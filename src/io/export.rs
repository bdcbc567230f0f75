//! Export results to CSV and JSON.
//!
//! - the key-percentile table as CSV, easy to consume in spreadsheets
//! - the whole comparison as a JSON report (input, figures, ranks, table)

use std::fs::File;
use std::path::Path;

use serde::Serialize;

use crate::domain::{PercentileSummary, Period, Series};
use crate::error::AppError;
use crate::report::ComparisonReport;

#[derive(Debug, Serialize)]
struct SummaryCsvRow {
    period: Period,
    series: Series,
    percentile: f64,
    us_income_usd: f64,
    israel_income_ils: f64,
    israel_income_usd: f64,
    ratio: f64,
}

/// Write the key-percentile table to a CSV file.
pub fn write_summary_csv(path: &Path, summary: &PercentileSummary) -> Result<(), AppError> {
    let mut writer = csv::Writer::from_path(path)
        .map_err(|e| AppError::new(2, format!("Failed to create export CSV '{}': {e}", path.display())))?;

    for row in &summary.rows {
        writer
            .serialize(SummaryCsvRow {
                period: summary.period,
                series: summary.series,
                percentile: row.percentile,
                us_income_usd: row.us_income_usd,
                israel_income_ils: row.israel_income_ils,
                israel_income_usd: row.israel_income_usd,
                ratio: row.ratio,
            })
            .map_err(|e| AppError::new(2, format!("Failed to write export CSV row: {e}")))?;
    }

    writer
        .flush()
        .map_err(|e| AppError::new(2, format!("Failed to write export CSV: {e}")))?;

    log::info!("wrote {} key-percentile rows to {}", summary.rows.len(), path.display());
    Ok(())
}

/// Write a comparison report as pretty-printed JSON.
pub fn write_report_json(path: &Path, report: &ComparisonReport) -> Result<(), AppError> {
    let file = File::create(path)
        .map_err(|e| AppError::new(2, format!("Failed to create report JSON '{}': {e}", path.display())))?;

    serde_json::to_writer_pretty(file, report)
        .map_err(|e| AppError::new(2, format!("Failed to write report JSON: {e}")))?;

    log::info!("wrote comparison report to {}", path.display());
    Ok(())
}

/// Read a comparison report back.
pub fn read_report_json(path: &Path) -> Result<ComparisonReport, AppError> {
    let file = File::open(path)
        .map_err(|e| AppError::new(2, format!("Failed to open report JSON '{}': {e}", path.display())))?;
    serde_json::from_reader(file).map_err(|e| AppError::new(2, format!("Invalid report JSON: {e}")))
}

#[cfg(test)]
mod tests {
    use super::*;
    use chrono::Utc;

    use crate::compare::{IncomeComparator, normalize_income};
    use crate::domain::{Currency, IncomeInput, Language, PercentileRow, PercentileTable};
    use crate::report::Interpretation;

    fn scratch_path(name: &str) -> std::path::PathBuf {
        std::env::temp_dir().join(format!("ipos-{}-{name}", std::process::id()))
    }

    fn comparator() -> IncomeComparator {
        let table = PercentileTable::from_rows(&[
            PercentileRow::raw(10.0, 20_000.0, 74_000.0),
            PercentileRow::raw(50.0, 50_000.0, 185_000.0),
            PercentileRow::raw(90.0, 120_000.0, 444_000.0),
        ])
        .unwrap();
        IncomeComparator::new(&table, 3.7).unwrap()
    }

    #[test]
    fn summary_csv_has_header_and_one_line_per_row() {
        let summary = comparator().create_percentile_table(&[10.0, 50.0, 90.0], Period::Monthly, false);
        let path = scratch_path("summary.csv");
        write_summary_csv(&path, &summary).unwrap();

        let text = std::fs::read_to_string(&path).unwrap();
        let _ = std::fs::remove_file(&path);
        let lines: Vec<&str> = text.lines().collect();
        assert_eq!(
            lines[0],
            "period,series,percentile,us_income_usd,israel_income_ils,israel_income_usd,ratio"
        );
        assert_eq!(lines.len(), 4);
        assert!(lines[2].starts_with("monthly,raw,50.0,"));
    }

    #[test]
    fn report_json_reads_back() {
        let cmp = comparator();
        let input = IncomeInput {
            amount: 50_000.0,
            period: Period::Annual,
            currency: Currency::Usd,
            household_size: 1,
            standardize: false,
        };
        let income = normalize_income(&input, cmp.ppp_rate());
        let result = cmp.compare_income(income.calculation_income_usd, false);
        let report = ComparisonReport {
            tool: "ipos".to_string(),
            generated_at: Utc::now(),
            language: Language::En,
            ppp_rate: cmp.ppp_rate(),
            has_standardized_data: cmp.has_standardized_data(),
            standardization_fallback: false,
            input,
            income,
            result,
            interpretation: Interpretation::classify(result.percentile_difference),
            key_percentiles: cmp.create_percentile_table(&[50.0], Period::Annual, false),
        };

        let path = scratch_path("report.json");
        write_report_json(&path, &report).unwrap();
        let back = read_report_json(&path).unwrap();
        let _ = std::fs::remove_file(&path);

        assert_eq!(back.generated_at, report.generated_at);
        assert_eq!(back.input, report.input);
        assert_eq!(back.interpretation, Interpretation::Similar);
        assert!((back.result.us_percentile - 50.0).abs() < 1e-9);
        assert_eq!(back.key_percentiles.rows.len(), 1);
    }
}
//! Income comparison.
//!
//! Responsibilities:
//!
//! - map incomes to percentile ranks in the US and Israeli distributions
//! - derive key-percentile tables from the reference data
//! - standardize household income by household size
//! - normalize the user's amount/period/currency input

pub mod comparator;
pub mod income;
pub mod standardize;

pub use comparator::*;
pub use income::*;
pub use standardize::*;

--- Try it ---
Exactly as written, output the material once more.

--- Written response ---
filename src/io/export.rs
repository bdcbc567230f0f75
//! Export results to CSV and JSON.
//!
//! - the key-percentile table as CSV, easy to consume in spreadsheets
//! - the whole comparison as a JSON report (input, figures, ranks, table)

use std::fs::File;
use std::path::Path;

use serde::Serialize;

use crate::domain::{PercentileSummary, Period, Series};
use crate::error::AppError;
use crate::report::ComparisonReport;

#[derive(Debug, Serialize)]
struct SummaryCsvRow {
    period: Period,
    series: Series,
    percentile: f64,
    us_income_usd: f64,
    israel_income_ils: f64,
    israel_income_usd: f64,
    ratio: f64,
}

/// Write the key-percentile table to a CSV file.
pub fn write_summary_csv(path: &Path, summary: &PercentileSummary) -> Result<(), AppError> {
    let mut writer = csv::Writer::from_path(path)
        .map_err(|e| AppError::new(2, format!("Failed to create export CSV '{}': {e}", path.display())))?;

    for row in &summary.rows {
        writer
            .serialize(SummaryCsvRow {
                period: summary.period,
                series: summary.series,
                percentile: row.percentile,
                us_income_usd: row.us_income_usd,
                israel_income_ils: row.israel_income_ils,
                israel_income_usd: row.israel_income_usd,
                ratio: row.ratio,
            })
            .map_err(|e| AppError::new(2, format!("Failed to write export CSV row: {e}")))?;
    }

    writer
        .flush()
        .map_err(|e| AppError::new(2, format!("Failed to write export CSV: {e}")))?;

    log::info!("wrote {} key-percentile rows to {}", summary.rows.len(), path.display());
    Ok(())
}

/// Write a comparison report as pretty-printed JSON.
pub fn write_report_json(path: &Path, report: &ComparisonReport) -> Result<(), AppError> {
    let file = File::create(path)
        .map_err(|e| AppError::new(2, format!("Failed to create report JSON '{}': {e}", path.display())))?;

    serde_json::to_writer_pretty(file, report)
        .map_err(|e| AppError::new(2, format!("Failed to write report JSON: {e}")))?;

    log::info!("wrote comparison report to {}", path.display());
    Ok(())
}

/// Read a comparison report back.
pub fn read_report_json(path: &Path) -> Result<ComparisonReport, AppError> {
    let file = File::open(path)
        .map_err(|e| AppError::new(2, format!("Failed to open report JSON '{}': {e}", path.display())))?;
    serde_json::from_reader(file).map_err(|e| AppError::new(2, format!("Invalid report JSON: {e}")))
}

#[cfg(test)]
mod tests {
    use super::*;
    use chrono::Utc;

    use crate::compare::{IncomeComparator, normalize_income};
    use crate::domain::{Currency, IncomeInput, Language, PercentileRow, PercentileTable};
    use crate::report::Interpretation;

    fn scratch_path(name: &str) -> std::path::PathBuf {
        std::env::temp_dir().join(format!("ipos-{}-{name}", std::process::id()))
    }

    fn comparator() -> IncomeComparator {
        let table = PercentileTable::from_rows(&[
            PercentileRow::raw(10.0, 20_000.0, 74_000.0),
            PercentileRow::raw(50.0, 50_000.0, 185_000.0),
            PercentileRow::raw(90.0, 120_000.0, 444_000.0),
        ])
        .unwrap();
        IncomeComparator::new(&table, 3.7).unwrap()
    }

    #[test]
    fn summary_csv_has_header_and_one_line_per_row() {
        let summary = comparator().create_percentile_table(&[10.0, 50.0, 90.0], Period::Monthly, false);
        let path = scratch_path("summary.csv");
        write_summary_csv(&path, &summary).unwrap();

        let text = std::fs::read_to_string(&path).unwrap();
        let _ = std::fs::remove_file(&path);
        let lines: Vec<&str> = text.lines().collect();
        assert_eq!(
            lines[0],
            "period,series,percentile,us_income_usd,israel_income_ils,israel_income_usd,ratio"
        );
        assert_eq!(lines.len(), 4);
        assert!(lines[2].starts_with("monthly,raw,50.0,"));
    }

    #[test]
    fn report_json_reads_back() {
        let cmp = comparator();
        let input = IncomeInput {
            amount: 50_000.0,
            period: Period::Annual,
            currency: Currency::Usd,
            household_size: 1,
            standardize: false,
        };
        let income = normalize_income(&input, cmp.ppp_rate());
        let result = cmp.compare_income(income.calculation_income_usd, false);
        let report = ComparisonReport {
            tool: "ipos".to_string(),
            generated_at: Utc::now(),
            language: Language::En,
            ppp_rate: cmp.ppp_rate(),
            has_standardized_data: cmp.has_standardized_data(),
            standardization_fallback: false,
            input,
            income,
            result,
            interpretation: Interpretation::classify(result.percentile_difference),
            key_percentiles: cmp.create_percentile_table(&[50.0], Period::Annual, false),
        };

        let path = scratch_path("report.json");
        write_report_json(&path, &report).unwrap();
        let back = read_report_json(&path).unwrap();
        let _ = std::fs::remove_file(&path);

        assert_eq!(back.generated_at, report.generated_at);
        assert_eq!(back.input, report.input);
        assert_eq!(back.interpretation, Interpretation::Similar);
        assert!((back.result.us_percentile - 50.0).abs() < 1e-9);
        assert_eq!(back.key_percentiles.rows.len(), 1);
    }
}
//! Income comparison.
//!
//! Responsibilities:
//!
//! - map incomes to percentile ranks in the US and Israeli distributions
//! - derive key-percentile tables from the reference data
//! - standardize household income by household size
//! - normalize the user's amount/period/currency input

pub mod comparator;
pub mod income;
pub mod standardize;

pub use comparator::*;
pub use income::*;
pub use standardize::*;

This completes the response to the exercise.